======== Task material

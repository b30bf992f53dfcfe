//! `distcalc`: distances between big numerical vector sets.
//!
//! ```bash
//! # Single process, four in-process workers, parallel kernel
//! distcalc run --query q.csv --dataset d.csv --metric L2 --workers 4 --parallel
//!
//! # Random input, result printed to stdout
//! distcalc run --rows 8 --dim 3 --seed 7
//!
//! # Separate processes over TCP
//! distcalc coordinator --listen 0.0.0.0:7000 --workers 3 --metric L2 --query q.csv --dataset d.csv
//! distcalc worker --connect host:7000 --rank 1
//! distcalc worker --connect host:7000 --rank 2
//! ```
use std::io::{self, Write};
use std::net::SocketAddr;
use std::path::{Path, PathBuf};
use std::time::Duration;

use anyhow::{Context, Result, bail};
use clap::{Args, Parser, Subcommand};
use itertools::Itertools;
use tracing::{info, warn};

use distcalc::cluster::engine::{Engine, EngineConfig};
use distcalc::cluster::protocol::{Coordinator, Worker};
use distcalc::table_io::csv::{load_table, write_table};
use distcalc::table_io::random::random_table;
use distcalc::transport::tcp::{TcpRendezvous, TcpTransport};
use distcalc::utils::errors::CalcError;
use distcalc::utils::telemetry;
use distcalc::utils::timing::TaskTimings;
use distcalc::utils::types::{DistanceMetric, Rank, Table};
use distcalc::vector::kernel::Kernel;

type Value = f32;

const RANDOM_RANGE: std::ops::Range<f64> = -1000.0..1000.0;

#[derive(Parser, Debug)]
#[command(name = "distcalc")]
#[command(about = "The distances calculator tool, designed to calculate distances between big numerical vectors")]
struct Cli {
    /// Debug level logging (RUST_LOG overrides)
    #[arg(long, short, global = true)]
    verbose: bool,

    #[command(subcommand)]
    command: Command,
}

#[derive(Subcommand, Debug)]
enum Command {
    /// Compute with in-process workers
    Run(JobArgs),
    /// Coordinate workers connecting over TCP
    Coordinator {
        /// Address to accept workers on
        #[arg(long)]
        listen: SocketAddr,

        #[command(flatten)]
        job: JobArgs,
    },
    /// Serve one worker rank for a TCP coordinator
    Worker(WorkerArgs),
}

#[derive(Args, Debug)]
struct KernelArgs {
    /// Compute rows in parallel within each participant
    #[arg(long)]
    parallel: bool,

    /// Kernel threads for --parallel (0 = one per core)
    #[arg(long, default_value = "0")]
    threads: usize,

    /// Fail a receive that waits longer than this many milliseconds
    #[arg(long)]
    recv_timeout_ms: Option<u64>,
}

impl KernelArgs {
    fn kernel(&self) -> Kernel {
        Kernel::from_flag(self.parallel, self.threads)
    }

    fn recv_timeout(&self) -> Option<Duration> {
        self.recv_timeout_ms.map(Duration::from_millis)
    }
}

#[derive(Args, Debug)]
struct JobArgs {
    /// CSV file with the query vectors (random if omitted)
    #[arg(long)]
    query: Option<PathBuf>,

    /// CSV file with the dataset vectors (random if omitted)
    #[arg(long)]
    dataset: Option<PathBuf>,

    /// Distance metric: L1, L2 or Hamming
    #[arg(long, default_value = "L1", value_parser = parse_metric)]
    metric: DistanceMetric,

    /// Output CSV file; the matrix is printed when omitted
    #[arg(long)]
    out: Option<PathBuf>,

    /// Participants, coordinator included
    #[arg(long, default_value = "1")]
    workers: usize,

    /// Rows of each random table
    #[arg(long, default_value = "16")]
    rows: usize,

    /// Dimension of random vectors
    #[arg(long, default_value = "8")]
    dim: usize,

    /// Seed for random tables
    #[arg(long)]
    seed: Option<u64>,

    /// Append task timings to this file
    #[arg(long)]
    timings: Option<PathBuf>,

    #[command(flatten)]
    kernel: KernelArgs,
}

#[derive(Args, Debug)]
struct WorkerArgs {
    /// Coordinator address
    #[arg(long)]
    connect: String,

    /// This worker's rank (1-based)
    #[arg(long)]
    rank: Rank,

    #[command(flatten)]
    kernel: KernelArgs,
}

fn parse_metric(s: &str) -> Result<DistanceMetric, CalcError> {
    s.parse()
}

fn main() -> Result<()> {
    let cli = Cli::parse();
    telemetry::init_subscriber(cli.verbose);

    match cli.command {
        Command::Run(job) => run_job(&job, |query, dataset, timings| {
            let engine = Engine::new(EngineConfig {
                kernel: job.kernel.kernel(),
                recv_timeout: job.kernel.recv_timeout(),
            });
            Ok(engine.run_with_timings(query, dataset, job.metric, job.workers, timings)?)
        }),
        Command::Coordinator { listen, job } => run_job(&job, |query, dataset, timings| {
            let rendezvous = TcpRendezvous::bind(listen)?.with_recv_timeout(job.kernel.recv_timeout());
            info!(addr = %rendezvous.local_addr()?, workers = job.workers, "waiting for workers");
            let transport = rendezvous.accept::<Value>(job.workers)?;
            let mut coordinator = Coordinator::new(transport, job.kernel.kernel(), timings)?;
            Ok(coordinator.run(query, dataset, job.metric)?)
        }),
        Command::Worker(args) => serve_worker(&args),
    }
}

fn run_job(
    job: &JobArgs,
    compute: impl FnOnce(&Table<Value>, &Table<Value>, &TaskTimings) -> Result<Table<Value>>,
) -> Result<()> {
    check_arguments(job)?;
    show_summary(job);

    let timings = TaskTimings::new();
    let (query, dataset) = timings.time("load_tables", || load_tables(job))?;

    info!("Compute distances.");
    let matrix = timings.time("run", || compute(&query, &dataset, &timings))?;

    match &job.out {
        Some(out) => {
            info!(path = %out.display(), "Write distance matrix in out file.");
            write_table(out, &matrix).with_context(|| format!("writing {}", out.display()))?;
        }
        None => display_result(&matrix)?,
    }

    if let Some(path) = &job.timings {
        timings.log_summary();
        timings
            .append_to(path)
            .with_context(|| format!("writing timings to {}", path.display()))?;
    }
    info!("The distance computing completed successfully.");
    Ok(())
}

fn serve_worker(args: &WorkerArgs) -> Result<()> {
    let timings = TaskTimings::disabled();
    let transport = TcpTransport::<Value>::connect(args.connect.as_str(), args.rank, args.kernel.recv_timeout())
        .with_context(|| format!("connecting to {}", args.connect))?;
    let mut worker = Worker::new(transport, args.kernel.kernel(), &timings)?;
    let outcome = worker.serve()?;
    info!(rank = args.rank, ?outcome, "worker done");
    Ok(())
}

fn check_arguments(job: &JobArgs) -> Result<()> {
    info!("Analyze parameters.");
    for path in [&job.query, &job.dataset].into_iter().flatten() {
        if !path.exists() {
            bail!("The input file does not exist. Path: {}", path.display());
        }
    }
    if let Some(out) = &job.out {
        if out.exists() {
            bail!("The output file already exists. File path: {}", out.display());
        }
    }
    if job.query.is_some() && job.query == job.dataset {
        warn!("The query and data set paths are equal.");
    }
    Ok(())
}

fn show_summary(job: &JobArgs) {
    let show = |p: &Option<PathBuf>| p.as_ref().map_or_else(|| "<random>".to_string(), |p| p.display().to_string());
    info!(
        query = %show(&job.query),
        dataset = %show(&job.dataset),
        out = %job.out.as_ref().map_or_else(|| "<stdout>".to_string(), |p| p.display().to_string()),
        metric = %job.metric,
        parallel = job.kernel.parallel,
        workers = job.workers,
        "execution summary"
    );
}

fn load_tables(job: &JobArgs) -> Result<(Table<Value>, Table<Value>)> {
    let load = |path: Option<&Path>, seed: Option<u64>| -> Result<Table<Value>> {
        match path {
            Some(path) => load_table(path).with_context(|| format!("loading {}", path.display())),
            None => Ok(random_table(job.rows, job.dim, RANDOM_RANGE, seed)),
        }
    };
    let query_seed = job.seed;
    let dataset_seed = job.seed.map(|s| s.wrapping_add(1));

    if !job.kernel.parallel {
        return Ok((
            load(job.query.as_deref(), query_seed)?,
            load(job.dataset.as_deref(), dataset_seed)?,
        ));
    }
    let (query, dataset) = rayon::join(
        || load(job.query.as_deref(), query_seed),
        || load(job.dataset.as_deref(), dataset_seed),
    );
    Ok((query?, dataset?))
}

fn display_result(matrix: &Table<Value>) -> Result<()> {
    let stdout = io::stdout();
    let mut out = stdout.lock();
    writeln!(out, "The distance matrix:")?;
    writeln!(out)?;
    for row in matrix {
        writeln!(out, "{}", row.iter().join(", "))?;
    }
    Ok(())
}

================

Task item:
Starting with the first line of the listing above, copy each line exactly until you have copied the line containing "#[derive(Subcommand, Debug)]". Stop there.

Written response:
repository b30bf992f53dfcfe
//! `distcalc`: distances between big numerical vector sets.
//!
//! ```bash
//! # Single process, four in-process workers, parallel kernel
//! distcalc run --query q.csv --dataset d.csv --metric L2 --workers 4 --parallel
//!
//! # Random input, result printed to stdout
//! distcalc run --rows 8 --dim 3 --seed 7
//!
//! # Separate processes over TCP
//! distcalc coordinator --listen 0.0.0.0:7000 --workers 3 --metric L2 --query q.csv --dataset d.csv
//! distcalc worker --connect host:7000 --rank 1
//! distcalc worker --connect host:7000 --rank 2
//! ```
use std::io::{self, Write};
use std::net::SocketAddr;
use std::path::{Path, PathBuf};
use std::time::Duration;

use anyhow::{Context, Result, bail};
use clap::{Args, Parser, Subcommand};
use itertools::Itertools;
use tracing::{info, warn};

use distcalc::cluster::engine::{Engine, EngineConfig};
use distcalc::cluster::protocol::{Coordinator, Worker};
use distcalc::table_io::csv::{load_table, write_table};
use distcalc::table_io::random::random_table;
use distcalc::transport::tcp::{TcpRendezvous, TcpTransport};
use distcalc::utils::errors::CalcError;
use distcalc::utils::telemetry;
use distcalc::utils::timing::TaskTimings;
use distcalc::utils::types::{DistanceMetric, Rank, Table};
use distcalc::vector::kernel::Kernel;

type Value = f32;

const RANDOM_RANGE: std::ops::Range<f64> = -1000.0..1000.0;

#[derive(Parser, Debug)]
#[command(name = "distcalc")]
#[command(about = "The distances calculator tool, designed to calculate distances between big numerical vectors")]
struct Cli {
    /// Debug level logging (RUST_LOG overrides)
    #[arg(long, short, global = true)]
    verbose: bool,

    #[command(subcommand)]
    command: Command,
}

#[derive(Subcommand, Debug)]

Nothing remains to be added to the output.